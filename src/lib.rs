/*
 * file_seeker: an incremental, cancellable filesystem search engine.
 *
 * A background walker matches file names under a chosen root against a
 * substring or dot-extension query and streams fully populated records into
 * an append-only sink, which a host drains at its own cadence. Hosts (a GUI
 * shell, or the bundled CLI) own presentation, timers, and history policy;
 * the engine owns traversal, matching, cancellation, and batching.
 */
pub mod core;
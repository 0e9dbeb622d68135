/*
 * The platform-agnostic search engine core: query parsing and the pure match
 * predicate, the cancellable filesystem walker, the append-only result sink
 * with its periodic drainer, session/engine orchestration, and the persisted
 * search-history collaborator. Everything a host (GUI or CLI) needs is
 * re-exported here; the host contributes only presentation and a timer.
 */
pub mod drainer;
pub mod engine;
pub mod history;
pub mod match_rule;
pub mod models;
pub mod path_utils;
pub mod result_sink;
pub mod session;
pub mod walker;

// Re-export key structures and enums
pub use models::{DrainBatch, MatchRecord, Query, QueryMode, SearchRoot};

// Re-export engine/session related items
pub use engine::{SearchEngine, SearchError};
pub use session::{SearchSession, SessionState};

// Re-export the producer/consumer pair around the sink
pub use drainer::Drainer;
pub use result_sink::ResultSink;
pub use walker::{CoreFileWalker, WalkerOperations};

// Re-export history related items
pub use history::{CoreHistoryStore, DEFAULT_HISTORY_LIMIT, HistoryError, HistoryStoreOperations};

**What is expected**: Every line of the listing above should be copied word for word.

**Answer to this task**:
filename src/lib.rs
/*
 * file_seeker: an incremental, cancellable filesystem search engine.
 *
 * A background walker matches file names under a chosen root against a
 * substring or dot-extension query and streams fully populated records into
 * an append-only sink, which a host drains at its own cadence. Hosts (a GUI
 * shell, or the bundled CLI) own presentation, timers, and history policy;
 * the engine owns traversal, matching, cancellation, and batching.
 */
pub mod core;
repository 0e9dbeb622d68135
/*
 * The platform-agnostic search engine core: query parsing and the pure match
 * predicate, the cancellable filesystem walker, the append-only result sink
 * with its periodic drainer, session/engine orchestration, and the persisted
 * search-history collaborator. Everything a host (GUI or CLI) needs is
 * re-exported here; the host contributes only presentation and a timer.
 */
pub mod drainer;
pub mod engine;
pub mod history;
pub mod match_rule;
pub mod models;
pub mod path_utils;
pub mod result_sink;
pub mod session;
pub mod walker;

// Re-export key structures and enums
pub use models::{DrainBatch, MatchRecord, Query, QueryMode, SearchRoot};

// Re-export engine/session related items
pub use engine::{SearchEngine, SearchError};
pub use session::{SearchSession, SessionState};

// Re-export the producer/consumer pair around the sink
pub use drainer::Drainer;
pub use result_sink::ResultSink;
pub use walker::{CoreFileWalker, WalkerOperations};

// Re-export history related items
pub use history::{CoreHistoryStore, DEFAULT_HISTORY_LIMIT, HistoryError, HistoryStoreOperations};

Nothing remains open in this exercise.